CONICET | Buscador de Institutos y Recursos Humanos

von Hippel?Lindau (VHL) disease is characterized by development of highly vascularized tumors. VHL protein drives the degradation of hypoxia-inducible transcription factors (HIFs) in normoxia. Mutations of VHL lead to a deregulation of HIFs promoting tumor development. The molecular mechanisms describing VHL mutation loss of function are still an open question. We found that RSUME is expressed in VHL-derived tumors. At molecular level, we demonstrated that RSUME interacts with VHL leading to HIFs- stabilization. The functional inhibition was also found in representative Type2 mutants (VHLY112H; VHLR167Q; VHLL188V), in which RSUME potentiates their loss of function activity.

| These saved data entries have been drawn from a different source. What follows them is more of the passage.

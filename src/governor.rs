//! Runaway-guest detection.
//!
//! Two layers over the engine's hooks:
//!
//! ```text
//!  count hook (computer thread)        watchdog task (tokio runtime)
//!  ───────────────────────────         ─────────────────────────────
//!  elapsed since last event            sleeps abort_timeout after each
//!  > timeout → Raise("Too long         delivery, then ticks every second:
//!  without yielding")                  strike += 1, force a re-check;
//!                                      at 5 strikes escalate:
//!                                        strict      → kill
//!                                        interactive → ask UI (restart | wait)
//! ```
//!
//! The watchdog holds only a weak [`ComputerHandle`] and an arm serial, so a
//! timer that outlives its computer or its arming is a no-op.

use std::sync::atomic::{AtomicBool, AtomicU64, Ordering};
use std::sync::{Arc, Mutex};
use std::time::{Duration, Instant};

use tokio::task::JoinHandle;
use tracing::{debug, info, warn};

use crate::computer::{ComputerHandle, ComputerShared, HostUi, NotResponding, RunLevel};
use crate::dispatcher::TaskDispatcher;
use crate::engine::HookAction;

/// Error raised inside the guest when it hogs the thread.
pub const TOO_LONG: &str = "Too long without yielding";

const STRIKES_TO_ESCALATE: i32 = 5;
/// Strike count after the user chose to keep waiting.
const WAIT_GRACE: i32 = -15;
const TICK: Duration = Duration::from_secs(1);
/// Deliveries closer together than this do not re-arm the watchdog.
const REARM_DEBOUNCE: Duration = Duration::from_millis(200);

#[derive(Debug, Clone, Copy, PartialEq, Eq)]
pub struct GovernorSettings {
    pub abort_timeout: Duration,
    /// Kill instead of asking.
    pub strict: bool,
    pub hook_interval: u32,
}

/// Outcome of one watchdog tick.
#[derive(Debug, Clone, Copy, PartialEq, Eq)]
pub enum Tick {
    /// Guest is back in the event loop; the watchdog can stop.
    Idle,
    /// Still running; keep ticking.
    Pending,
    Escalate,
}

struct GovernorState {
    last_event: Instant,
    raised: bool,
    strikes: i32,
    asking: bool,
    last_arm: Option<Instant>,
    watchdog: Option<JoinHandle<()>>,
}

/// Per-computer enforcement state.
pub struct ResourceGovernor {
    settings: GovernorSettings,
    runtime: tokio::runtime::Handle,
    dispatcher: Arc<TaskDispatcher>,
    ui: Arc<dyn HostUi>,
    getting_event: AtomicBool,
    suspended: AtomicBool,
    kill: AtomicBool,
    force_check: AtomicBool,
    arm_serial: AtomicU64,
    state: Mutex<GovernorState>,
}

impl ResourceGovernor {
    pub fn new(
        settings: GovernorSettings,
        runtime: tokio::runtime::Handle,
        dispatcher: Arc<TaskDispatcher>,
        ui: Arc<dyn HostUi>,
    ) -> Self {
        Self {
            settings,
            runtime,
            dispatcher,
            ui,
            getting_event: AtomicBool::new(false),
            suspended: AtomicBool::new(false),
            kill: AtomicBool::new(false),
            force_check: AtomicBool::new(false),
            arm_serial: AtomicU64::new(0),
            state: Mutex::new(GovernorState {
                last_event: Instant::now(),
                raised: false,
                strikes: 0,
                asking: false,
                last_arm: None,
                watchdog: None,
            }),
        }
    }

    fn lock(&self) -> std::sync::MutexGuard<'_, GovernorState> {
        self.state.lock().unwrap_or_else(|e| e.into_inner())
    }

    pub fn settings(&self) -> GovernorSettings {
        self.settings
    }

    pub fn hook_interval(&self) -> u32 {
        self.settings.hook_interval
    }

    /// Clear all flags for a fresh boot.
    pub fn reset(&self, now: Instant) {
        self.kill.store(false, Ordering::SeqCst);
        self.force_check.store(false, Ordering::SeqCst);
        self.getting_event.store(false, Ordering::SeqCst);
        self.suspended.store(false, Ordering::SeqCst);
        let mut st = self.lock();
        st.last_event = now;
        st.raised = false;
        st.strikes = 0;
        st.asking = false;
    }

    pub fn kill_requested(&self) -> bool {
        self.kill.load(Ordering::SeqCst)
    }

    pub(crate) fn request_kill(&self) {
        self.kill.store(true, Ordering::SeqCst);
    }

    pub fn is_getting_event(&self) -> bool {
        self.getting_event.load(Ordering::SeqCst)
    }

    pub fn strikes(&self) -> i32 {
        self.lock().strikes
    }

    /// The computer thread is about to block for an event.
    pub fn enter_wait(&self) {
        self.getting_event.store(true, Ordering::SeqCst);
    }

    /// The computer thread left `next_event`. On delivery the clock resets
    /// and the watchdog is re-armed.
    pub fn leave_wait(&self, handle: &ComputerHandle, delivered: bool, now: Instant) {
        self.getting_event.store(false, Ordering::SeqCst);
        if !delivered {
            return;
        }
        self.touch(now);
        let rearm = self
            .lock()
            .last_arm
            .is_none_or(|last| now.duration_since(last) > REARM_DEBOUNCE);
        if rearm {
            self.arm(handle.clone(), now);
        }
    }

    /// Reset the no-yield clock.
    pub fn touch(&self, now: Instant) {
        self.force_check.store(false, Ordering::SeqCst);
        let mut st = self.lock();
        st.last_event = now;
        st.raised = false;
        st.strikes = 0;
    }

    /// The debugger holds the thread; no enforcement until `resume`.
    pub fn suspend(&self) {
        self.suspended.store(true, Ordering::SeqCst);
    }

    pub fn resume(&self, now: Instant) {
        self.suspended.store(false, Ordering::SeqCst);
        self.touch(now);
    }

    /// Instruction-count hook check.
    pub fn on_count(&self, now: Instant) -> HookAction {
        if self.kill_requested() {
            return HookAction::Abort;
        }
        if self.is_getting_event() || self.suspended.load(Ordering::SeqCst) {
            return HookAction::Continue;
        }
        let mut st = self.lock();
        if now.duration_since(st.last_event) <= self.settings.abort_timeout {
            return HookAction::Continue;
        }
        if !st.raised || self.force_check.swap(false, Ordering::SeqCst) {
            st.raised = true;
            debug!(strikes = st.strikes, "raising no-yield error");
            return HookAction::Raise(TOO_LONG.to_string());
        }
        HookAction::Continue
    }

    /// Start (or restart) the wall-clock watchdog.
    pub fn arm(&self, handle: ComputerHandle, now: Instant) {
        let serial = self.arm_serial.fetch_add(1, Ordering::SeqCst) + 1;
        let timeout = self.settings.abort_timeout;
        let task = self.runtime.spawn(async move {
            tokio::time::sleep(timeout).await;
            loop {
                let Some(shared) = handle.upgrade() else {
                    return;
                };
                if shared.governor.arm_serial.load(Ordering::SeqCst) != serial {
                    return;
                }
                match shared.governor.tick() {
                    Tick::Idle => return,
                    Tick::Pending => {}
                    Tick::Escalate => escalate(&shared, &handle),
                }
                drop(shared);
                tokio::time::sleep(TICK).await;
            }
        });
        let mut st = self.lock();
        st.last_arm = Some(now);
        if let Some(old) = st.watchdog.replace(task) {
            old.abort();
        }
    }

    /// Cancel the watchdog. A tick already in flight sees a stale serial.
    pub fn disarm(&self) {
        self.arm_serial.fetch_add(1, Ordering::SeqCst);
        let mut st = self.lock();
        st.last_arm = None;
        if let Some(task) = st.watchdog.take() {
            task.abort();
        }
    }

    /// One watchdog period elapsed without the guest yielding.
    pub fn tick(&self) -> Tick {
        if self.is_getting_event() {
            return Tick::Idle;
        }
        if self.suspended.load(Ordering::SeqCst) {
            return Tick::Pending;
        }
        let mut st = self.lock();
        st.strikes += 1;
        self.force_check.store(true, Ordering::SeqCst);
        if st.strikes >= STRIKES_TO_ESCALATE && !st.asking {
            if !self.settings.strict {
                st.asking = true;
            }
            return Tick::Escalate;
        }
        Tick::Pending
    }

    /// The user chose to keep waiting.
    pub fn grant_grace(&self) {
        let mut st = self.lock();
        st.strikes = WAIT_GRACE;
        st.asking = false;
    }

    fn finish_asking(&self) {
        self.lock().asking = false;
    }
}

impl Drop for ResourceGovernor {
    fn drop(&mut self) {
        if let Some(task) = self.lock().watchdog.take() {
            task.abort();
        }
    }
}

fn escalate(shared: &ComputerShared, handle: &ComputerHandle) {
    let id = shared.id();
    if shared.governor.settings.strict {
        warn!(computer = id, "{TOO_LONG}; killing computer");
        shared.display_failure(TOO_LONG);
        shared.governor.request_kill();
        shared.set_run_level(RunLevel::Stopped);
        return;
    }

    info!(computer = id, "computer not responding; asking the user");
    let ui = Arc::clone(&shared.governor.ui);
    let handle = handle.clone();
    shared.governor.dispatcher.submit_async(move || {
        let choice = ui.not_responding(id);
        let Some(shared) = handle.upgrade() else {
            return Ok(());
        };
        match choice {
            NotResponding::Restart => {
                info!(computer = id, "restarting unresponsive computer");
                shared.governor.request_kill();
                shared.governor.finish_asking();
                shared.set_run_level(RunLevel::Rebooting);
            }
            NotResponding::Wait => shared.governor.grant_grace(),
        }
        Ok(())
    });
}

In this work we aimed to determine the mechanism of action of RSUME over VHL Type2 mutants.By co-transfecting RCC-786-O cells (VHL -/-) with RSUME expression reporter vector (RSUME-Luc) and VHL or VHL representative mutants we demonstrate that VHL exert an inhibitory action on RSUME expression which is not produced by VHL mutants, highlighting a permissive setting for the RSUME levels deregulation. In addition by co-immunoprecipitation we demonstrated RSUME interacts with each VHL type 2 mutant and HIF-2 in the same complex and displaces the binding between HIF-2 and each VHL mutant. To understand if RSUME actions are mediated by summoylation, we generated VHL171 mutant, unable to be sumoylated and we evidence that RSUME interacts with VHL171 mutant and leads HIF-2 stabilization as seen for VHLwt. Additionally we observed the interaction RSUME - non-sumoylated VHL in cellular extract treated with Gam enzyme (inhibitor of generalized sumoylation). Even more, we establish that RSUME interacts with non-sumoylables Type 2 VHL mutants (VHL mutants carrying additional 171 mutation) and allows HIF-2 stabilization. Taken together these results support a role of RSUME participation in Type2 VHL mutations functional impact.